The map shows a journey.

You start in one place, where you are now. You move through stages. You arrive somewhere else, where you will finally be what you have been trying to become.


The map is so familiar you have stopped seeing it as a map.

You see it as the territory.


Look at how the map shapes your hours.

You are at work and the map says this is not the destination. You are between relationships and the map says you are in transit. You are sitting on the cushion and the map says you are walking toward something.

Every moment is read as a location on a route to somewhere.


The map is not lying.

The map is doing what maps do. It is making the world legible by showing it as a space you can move across.

The problem is not the map.

The problem is that you have forgotten you are the one drawing it.


A traveler with a real map can put it down at the end of the day.

You cannot put yours down.
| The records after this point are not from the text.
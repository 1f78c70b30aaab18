//! Component custom ids and widget decoding.
//!
//! Every interactive component a wizard renders carries a custom id of the
//! form `wiz:<session uuid>:<widget>`. The widget name plus the session's
//! kind decide which slot the submitted values land in.

use crate::{
    RoleChangeSelection, Selection, SessionId, SetupRaidSelection, SetupVerificationSelection,
    StartRaidSelection, ThreadBroadcastSelection, WizardKind, WorkflowResult,
};
use std::str::FromStr;
use uuid::Uuid;
use vc_control_core::{ChannelId, RoleId, UserId};
use vc_control_error::{WorkflowError, WorkflowErrorKind};

const PREFIX: &str = "wiz";

/// A widget inside a wizard's message or form.
#[derive(
    Debug, Clone, Copy, PartialEq, Eq, Hash, strum::Display, strum::EnumString, strum::AsRefStr,
)]
#[strum(serialize_all = "snake_case")]
pub enum Widget {
    /// Setup: verified roles
    VerifiedRoles,
    /// Setup: allowed roles
    AllowedRoles,
    /// Setup: guest role
    GuestRole,
    /// Setup: log channel
    LogChannel,
    /// Verify/unverify: target members
    Targets,
    /// Verify/unverify: verified roles to change
    Roles,
    /// Verify/unverify: guest role toggle
    GuestToggle,
    /// Thread broadcast: recipient roles
    RecipientRoles,
    /// Thread broadcast / raid setup: channel
    Channel,
    /// Thread broadcast: mention roles
    MentionRoles,
    /// Thread broadcast: button opening the message form
    Compose,
    /// Thread broadcast: the message form itself
    MessageForm,
    /// Raid setup: lead role
    LeadRole,
    /// Raid setup: back-up role
    BackupRole,
    /// Raid setup: scout role
    ScoutRole,
    /// Raid start: voice channels
    Channels,
    /// Raid start: leads
    Leads,
    /// Raid start: back-ups
    Backups,
    /// Raid start: scouts
    Scouts,
    /// Confirm button
    Confirm,
    /// Cancel button
    Cancel,
}

/// A parsed component custom id.
///
/// # Examples
///
/// ```
/// use vc_control_workflow::{ComponentId, SessionId, Widget};
///
/// let id = ComponentId::new(SessionId::new(), Widget::Confirm);
/// let parsed: ComponentId = id.to_string().parse().expect("round trip");
/// assert_eq!(parsed, id);
/// assert!("verify-button".parse::<ComponentId>().is_err());
/// ```
#[derive(Debug, Clone, Copy, PartialEq, Eq, Hash)]
pub struct ComponentId {
    /// Session the component belongs to
    pub session: SessionId,
    /// Widget within the session
    pub widget: Widget,
}

impl ComponentId {
    /// Id for `widget` in `session`.
    pub fn new(session: SessionId, widget: Widget) -> Self {
        Self { session, widget }
    }
}

impl std::fmt::Display for ComponentId {
    fn fmt(&self, f: &mut std::fmt::Formatter<'_>) -> std::fmt::Result {
        write!(f, "{}:{}:{}", PREFIX, self.session.0.simple(), self.widget)
    }
}

impl FromStr for ComponentId {
    type Err = WorkflowError;

    fn from_str(s: &str) -> Result<Self, Self::Err> {
        let unknown = || WorkflowError::new(WorkflowErrorKind::UnknownSession(s.to_string()));
        let mut parts = s.splitn(3, ':');
        let (Some(PREFIX), Some(session), Some(widget)) = (parts.next(), parts.next(), parts.next())
        else {
            return Err(unknown());
        };
        let session = Uuid::parse_str(session).map_err(|_| unknown())?;
        let widget = Widget::from_str(widget).map_err(|_| unknown())?;
        Ok(Self::new(SessionId(session), widget))
    }
}

/// Values submitted by one component.
#[derive(Debug, Clone, PartialEq, Eq)]
pub enum WidgetValues {
    /// A role select
    Roles(Vec<RoleId>),
    /// A user select
    Users(Vec<UserId>),
    /// A channel select
    Channels(Vec<ChannelId>),
    /// A string select
    Strings(Vec<String>),
    /// A submitted form, as `(field, value)` pairs
    Form(Vec<(String, String)>),
}

/// Form field holding the thread greeting.
pub const GREETING_FIELD: &str = "greeting";
/// Form field holding the thread message body.
pub const MESSAGE_FIELD: &str = "message";

fn mismatch(kind: WizardKind, widget: Widget) -> WorkflowError {
    WorkflowError::new(WorkflowErrorKind::InvalidSelection(format!(
        "{} does not accept {} values",
        kind, widget
    )))
}

/// Turn a widget's submitted values into a selection for a `kind` session.
///
/// # Errors
///
/// [`WorkflowErrorKind::InvalidSelection`] when the widget does not belong
/// to `kind` or the values have the wrong shape.
pub fn decode_selection(
    kind: WizardKind,
    widget: Widget,
    values: WidgetValues,
) -> WorkflowResult<Selection> {
    use WidgetValues as V;
    use WizardKind as K;

    let selection: Selection = match (kind, widget, values) {
        (K::SetupVerification, Widget::VerifiedRoles, V::Roles(roles)) => {
            SetupVerificationSelection::VerifiedRoles(roles).into()
        }
        (K::SetupVerification, Widget::AllowedRoles, V::Roles(roles)) => {
            SetupVerificationSelection::AllowedRoles(roles).into()
        }
        (K::SetupVerification, Widget::GuestRole, V::Roles(roles)) => {
            SetupVerificationSelection::GuestRole(roles.first().copied()).into()
        }
        (K::SetupVerification, Widget::LogChannel, V::Channels(channels)) => {
            SetupVerificationSelection::LogChannel(channels.first().copied()).into()
        }

        (K::VerifyUsers | K::UnverifyUsers, Widget::Targets, V::Users(users)) => {
            RoleChangeSelection::Targets(users).into()
        }
        (K::VerifyUsers | K::UnverifyUsers, Widget::Roles, V::Strings(values)) => {
            RoleChangeSelection::Roles(parse_ids(&values).map(RoleId).collect()).into()
        }
        (K::VerifyUsers | K::UnverifyUsers, Widget::Roles, V::Roles(roles)) => {
            RoleChangeSelection::Roles(roles).into()
        }
        (K::VerifyUsers | K::UnverifyUsers, Widget::GuestToggle, V::Strings(values)) => {
            RoleChangeSelection::GuestToggle(!values.is_empty()).into()
        }

        (K::ThreadBroadcast, Widget::RecipientRoles, V::Roles(roles)) => {
            ThreadBroadcastSelection::RecipientRoles(roles).into()
        }
        (K::ThreadBroadcast, Widget::Channel, V::Channels(channels)) => {
            ThreadBroadcastSelection::Channel(channels.first().copied()).into()
        }
        (K::ThreadBroadcast, Widget::MentionRoles, V::Roles(roles)) => {
            ThreadBroadcastSelection::MentionRoles(roles).into()
        }
        (K::ThreadBroadcast, Widget::MessageForm, V::Form(fields)) => {
            let field = |name: &str| {
                fields
                    .iter()
                    .find(|(key, _)| key == name)
                    .map(|(_, value)| value.clone())
                    .unwrap_or_default()
            };
            ThreadBroadcastSelection::Message {
                greeting: field(GREETING_FIELD),
                body: field(MESSAGE_FIELD),
            }
            .into()
        }

        (K::SetupRaid, Widget::Channel, V::Channels(channels)) => {
            SetupRaidSelection::Channel(channels.first().copied()).into()
        }
        (K::SetupRaid, Widget::LeadRole, V::Roles(roles)) => {
            SetupRaidSelection::LeadRole(roles.first().copied()).into()
        }
        (K::SetupRaid, Widget::BackupRole, V::Roles(roles)) => {
            SetupRaidSelection::BackupRole(roles.first().copied()).into()
        }
        (K::SetupRaid, Widget::ScoutRole, V::Roles(roles)) => {
            SetupRaidSelection::ScoutRole(roles.first().copied()).into()
        }

        (K::StartRaid, Widget::Channels, V::Channels(channels)) => {
            StartRaidSelection::Channels(channels).into()
        }
        (K::StartRaid, Widget::Leads, V::Users(users)) => StartRaidSelection::Leads(users).into(),
        (K::StartRaid, Widget::Backups, V::Users(users)) => {
            StartRaidSelection::Backups(users).into()
        }
        (K::StartRaid, Widget::Scouts, V::Users(users)) => StartRaidSelection::Scouts(users).into(),

        (kind, widget, _) => return Err(mismatch(kind, widget)),
    };
    Ok(selection)
}

fn parse_ids(values: &[String]) -> impl Iterator<Item = u64> + '_ {
    values.iter().filter_map(|value| value.trim().parse().ok())
}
Your map is showing you, in every moment, where you are not yet.


In the Dzogchen tradition, there is a recognition that takes most students years to receive even partially.
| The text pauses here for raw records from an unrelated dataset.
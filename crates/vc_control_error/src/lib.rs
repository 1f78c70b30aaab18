//! Error types for VC Control.
//!
//! This crate provides the error types shared by every VC Control crate.
//!
//! # Error Hierarchy
//!
//! All errors follow the `ErrorKind` + wrapper struct pattern:
//! - `*ErrorKind` enum defines specific error conditions
//! - `*Error` struct wraps the kind with source location tracking
//! - Constructors use `#[track_caller]` for automatic location capture
//!
//! # Examples
//!
//! ```
//! use vc_control_error::{ConfigError, VcControlResult};
//!
//! fn read_token() -> VcControlResult<String> {
//!     Err(ConfigError::new("DISCORD_TOKEN not provided"))?
//! }
//!
//! assert!(read_token().is_err());
//! ```

#![forbid(unsafe_code)]
#![warn(missing_docs)]

mod config;
#[cfg(feature = "database")]
mod database;
mod error;
mod platform;
mod storage;
mod workflow;

pub use config::ConfigError;
#[cfg(feature = "database")]
pub use database::{DatabaseError, DatabaseErrorKind};
pub use error::{VcControlError, VcControlErrorKind, VcControlResult};
pub use platform::{PlatformError, PlatformErrorKind};
pub use storage::{StorageError, StorageErrorKind};
pub use workflow::{WorkflowError, WorkflowErrorKind};
//! VC Control bot entry point.

use clap::Parser;
use tracing::{error, info};
use vc_control::{Args, BotConfig, init_tracing, run};

#[tokio::main]
async fn main() -> Result<(), Box<dyn std::error::Error>> {
    // .env must load before clap reads env-backed arguments
    let _ = dotenvy::dotenv();
    let args = Args::parse();

    let config = match &args.config {
        Some(path) => BotConfig::from_file(path)?,
        None => BotConfig::default(),
    };
    init_tracing(config.logging(), args.json_logs)?;
    if let Some(path) = &args.config {
        info!(config_file = %path.display(), "Configuration loaded");
    }

    if let Err(e) = run(&args, &config).await {
        error!(error = %e, "VC Control exited with an error");
        return Err(e.into());
    }
    Ok(())
}
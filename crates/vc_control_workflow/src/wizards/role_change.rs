use crate::{Ack, Actor, Wizard, WizardKind, WorkflowResult};
use tracing::debug;
use vc_control_core::{ChannelId, GuildSettings, RoleId, UserId};
use vc_control_error::{WorkflowError, WorkflowErrorKind};

/// Whether a role change grants or revokes.
#[derive(Debug, Clone, Copy, PartialEq, Eq, Hash, strum::Display)]
#[strum(serialize_all = "snake_case")]
pub enum RoleDirection {
    /// Verify: grant roles, optionally strip the guest role
    Grant,
    /// Unverify: revoke roles, optionally restore the guest role
    Revoke,
}

/// A value from one verify/unverify widget.
#[derive(Debug, Clone, PartialEq, Eq)]
pub enum RoleChangeSelection {
    /// Members to change
    Targets(Vec<UserId>),
    /// Verified roles to grant or revoke
    Roles(Vec<RoleId>),
    /// Whether to strip (verify) or restore (unverify) the guest role
    GuestToggle(bool),
}

/// A sealed verify/unverify draft.
#[derive(Debug, Clone, PartialEq, Eq)]
pub struct RoleChangeCommit {
    /// Grant or revoke
    pub direction: RoleDirection,
    /// Members to change
    pub targets: Vec<UserId>,
    /// Roles to grant or revoke
    pub roles: Vec<RoleId>,
    /// Guest role to strip or restore, when the toggle was set
    pub guest_role: Option<RoleId>,
    /// Where to post the audit record
    pub log_channel: Option<ChannelId>,
}

/// Draft for `/verify` and `/unverify`, seeded from the guild's settings.
#[derive(Debug, Clone)]
pub struct RoleChangeWizard {
    direction: RoleDirection,
    settings: GuildSettings,
    targets: Vec<UserId>,
    roles: Vec<RoleId>,
    toggle_guest: bool,
}

impl RoleChangeWizard {
    /// A verify draft.
    pub fn verify(settings: GuildSettings) -> Self {
        Self::new(RoleDirection::Grant, settings)
    }

    /// An unverify draft.
    pub fn unverify(settings: GuildSettings) -> Self {
        Self::new(RoleDirection::Revoke, settings)
    }

    fn new(direction: RoleDirection, settings: GuildSettings) -> Self {
        Self {
            direction,
            settings,
            targets: Vec::new(),
            roles: Vec::new(),
            toggle_guest: false,
        }
    }

    /// Grant or revoke.
    pub fn direction(&self) -> RoleDirection {
        self.direction
    }

    /// Settings the draft was seeded with.
    pub fn settings(&self) -> &GuildSettings {
        &self.settings
    }
}

impl Wizard for RoleChangeWizard {
    type Selection = RoleChangeSelection;
    type Commit = RoleChangeCommit;

    fn kind(&self) -> WizardKind {
        match self.direction {
            RoleDirection::Grant => WizardKind::VerifyUsers,
            RoleDirection::Revoke => WizardKind::UnverifyUsers,
        }
    }

    fn apply(&mut self, selection: Self::Selection) -> WorkflowResult<Ack> {
        match selection {
            RoleChangeSelection::Targets(users) => self.targets = users,
            RoleChangeSelection::Roles(roles) => {
                let offered = self.settings.verified_roles();
                let (kept, dropped): (Vec<RoleId>, Vec<RoleId>) =
                    roles.into_iter().partition(|role| offered.contains(role));
                if !dropped.is_empty() {
                    debug!(?dropped, "Ignoring roles outside the configured verified set");
                }
                self.roles = kept;
            }
            RoleChangeSelection::GuestToggle(on) => self.toggle_guest = on,
        }
        Ok(Ack::Silent)
    }

    fn seal(&self) -> Result<Self::Commit, Vec<&'static str>> {
        let mut missing = Vec::new();
        if self.targets.is_empty() {
            missing.push("targets");
        }
        if self.roles.is_empty() {
            missing.push("roles");
        }
        if !missing.is_empty() {
            return Err(missing);
        }

        Ok(RoleChangeCommit {
            direction: self.direction,
            targets: self.targets.clone(),
            roles: self.roles.clone(),
            guest_role: if self.toggle_guest {
                *self.settings.guest_role()
            } else {
                None
            },
            log_channel: *self.settings.log_channel(),
        })
    }

    fn authorize(&self, actor: &Actor) -> WorkflowResult<()> {
        if self.settings.permits(&actor.roles) {
            Ok(())
        } else {
            Err(WorkflowError::new(WorkflowErrorKind::NotPermitted))
        }
    }
}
It is that the awareness they have been trying to attain has not been absent.

Not for a moment. Not in childhood. Not in their worst confusion. Not now.


The teachers call this the natural state, and they are careful to say it is not a state, because state implies something you can leave.

You cannot leave it. You can only forget you are in it.


If this is true, then the journey has no terrain.


Sit with this.

The journey has no terrain.


There is nowhere to go because there is no distance between where you are and where the map is pointing. The map was overlaid on a place that has no length, no width, no kilometers between the start and the end.

You have been walking in place.

The walking has been real. The exhaustion has been real. But the distance covered has been zero, because there was no space to cover it across.


You will hear this and the mind will resist.

It will say, but I have changed. I am not who I was at twenty. I have learned things. I have moved.


You have changed.

The person changes. The conditions change. The understanding changes.

What has not changed, what cannot change, is the awareness in which all the changing is happening. That awareness was here at twenty. It is here now. It will be here when you are dying.

The map was showing the surface. The map could not show the ground underneath, because the ground does not have coordinates.


The Chan master Joshu lived to be a hundred and twenty. He spent most of those years receiving students.

A monk came to him once and said, I have just entered the monastery. Please give me instructions.

Joshu said, Have you eaten your rice?

The monk said, Yes.

Joshu said, Then wash your bowl.


The story is often told as if it is a koan with a clever answer.

It is not. It is the most direct instruction in the literature.

The monk wanted a map. Joshu pointed at the bowl.


The bowl was not a metaphor.

The bowl was where the monk was.

There was nowhere else to go and nothing else to do. The path the monk thought he had just stepped onto had no length. The monastery he had entered was the same room he had been standing in his whole life. He just had not noticed.

Joshu was not trying to instruct him.

Joshu was trying to interrupt the instruction the monk was already giving himself.


You are giving yourself an instruction right now.

The instruction is eventually.

Eventually you will understand this. Eventually you will be free of the leaning. Eventually you will arrive.


There is no eventually.

There is the bowl.


The bowl is whatever is in front of you. The screen. The light from the window. The next thing you have to do today.

That is the destination.

It has been the destination the whole time.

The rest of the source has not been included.